11/2010 - Laos 2^ parte: il centro

Viaggio di 20 giorni in Laos visitando Huay Xai, Luang Namtha, Muang Sing, Pangthong, Nam Ha, Oudomxai, Luang Prabang, Ban Xang Hai, grotte di Pak Ou, Cascate Tat Kuang Si, Van Vieng, Phou Khoun, Ventiane, lago artificiale di Ang Nam Ngum, Pakse, cascata di Tat Fan, cascata di Tat Lo, Pha Xuam, Champasak, Kingfisher, isola Don Khong, villaggio di Muang Khong, isola di Don Khon, cascate di Li Phi, cascate di Khon Phapheng ed i villaggi delle seguenti etnie: Hmong, Yao, Thai, Akha, Alak, Katu, Kamu, Khmu, Kanu Akha, Landlam, Mong, Phonsaad.

Terminata la visita del LAOS DEL NORD iniziamo la visita del LAOS CENTRALE.

Lasciamo Luang Prabang per dirigerci verso Vang Vieng.

Lungo il percorso ci fermiamo al mercato di Phou Khoun.

A Vang Vieng prima visitiamo la grotta dell’elefante (Tham Sang) con alcune statue di Buddha e l’impronta del suo piede, quindi effettuiamo un giro in barca risalendo il fiume in piccole barche.

Belle le scene agresti, mentre numerosi giovani turisti  scendono il fiume su grandi camere d’aria con possibilità di sosta negli innumerevoli “bar” che vendono un po’ di tutto.

Di primo mattino visitiamo la Tham Jang, la più celebre grotta della zona, situata al termine di una lunga e faticosa scalinata. All’interno grazie ad una buona illuminazione belle formazioni calcaree. Volendo usi può nuotare in un fiume sotterraneo.

Iniziamo la strada che ci porterà a Ventiane, la capitale del Laos.

Facciamo una sosta a Thahua per visitare il mercato del pesce.

Sostiamo in una cittadina lungo il nostro viaggio di avvicinamento a Ventiane per la visita del Tempio di Ponsong. Nel pomeriggio effettuiamo un giro in barca sul lago artificiale di Ang Nam Ngum.

Giunti a Ventiane visitiamo per primo il Parco dei Buddha (Xieng Khuan). Trattasi di un parco con innumerevoli sculture buddhiste e hindu  in cemento. L’idea venne a Luang Pu, un famoso sciamano e maestro yogi.

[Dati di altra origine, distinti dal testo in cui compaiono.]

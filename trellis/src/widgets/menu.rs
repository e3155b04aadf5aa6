// Copyright 2025 the Trellis Authors
// SPDX-License-Identifier: Apache-2.0 OR MIT

use trellis_tree::NodeId;

use crate::widget::Widget;

/// The session's context menu.
///
/// Its entries come from the configured menu layout. Any click outside the
/// menu closes it.
#[derive(Clone, Debug, Default)]
pub struct ContextMenu {
    owner: Option<NodeId>,
    open: bool,
}

impl ContextMenu {
    /// Returns `true` while the menu is open.
    pub fn is_open(&self) -> bool {
        self.open
    }

    /// Widget the menu was opened for.
    pub fn owner(&self) -> Option<NodeId> {
        self.owner
    }

    pub(crate) fn open(&mut self, owner: Option<NodeId>) {
        self.owner = owner;
        self.open = true;
    }

    pub(crate) fn reset(&mut self) {
        self.owner = None;
        self.open = false;
    }
}

impl Widget for ContextMenu {}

Nel pomeriggio visitiamo il Museo Nazionale del Laos. E’ interessante il complesso ed i giardini che lo circondano. All’interno testimonianze della lotta rivoluzionaria di un tempo.

Il monumento più importante di Ventiane è il Patuxai, l’Arco di Trionfo vagamente somigliante all’omonimo parigino. E’ circondato da bei giardini e oggetto di visita “obbligata” dei laotiani.

Il Wat Si Muang è considerato la dimora delle spirito protettore della città ed il luogo dove è custodito il pilastro fallico di Ventiane (di origine Khmer). Si fa risalire la sua costruzione al 1563 ed è utilizzato per scopi religiosi da oltre mille anni.

Il Wat Si Saket è il tempio più antico di Ventiane. Nel chiostro interno oltre trecento statue di Buddha realizzate con materiali diversi. La maggior parte proviene da Luang Prabang e risalgono al XV^ e XVI^ secolo. All’interno ci sono oltre settemila immagini di Buddha.

L’Haw Pha Kaeo è stato costruito per ospitare il famosissimo Buddha di Smeraldo, mentre oggi  è un museo di arte sacra all’interno del quale è rigorosamente proibito di scattare foto.

Chiudo la visita di Ventiane con il più importante monumento del paese, il Pha That Luang (Stupa d’oro).
Il re ne ordinò la costruzione verso la metà del XVI^ secolo. Il grande stupa è visibile da lontano non solo per la sua grandezza, ma anche perché è completamente dorato.
Nelle sue adiacenze le solite bancarelle con prodotti turistici, immortalate per la loro vivacità.
La visita del Laos prosegue nel viaggio che ho chiamato LAOS DEL SUD.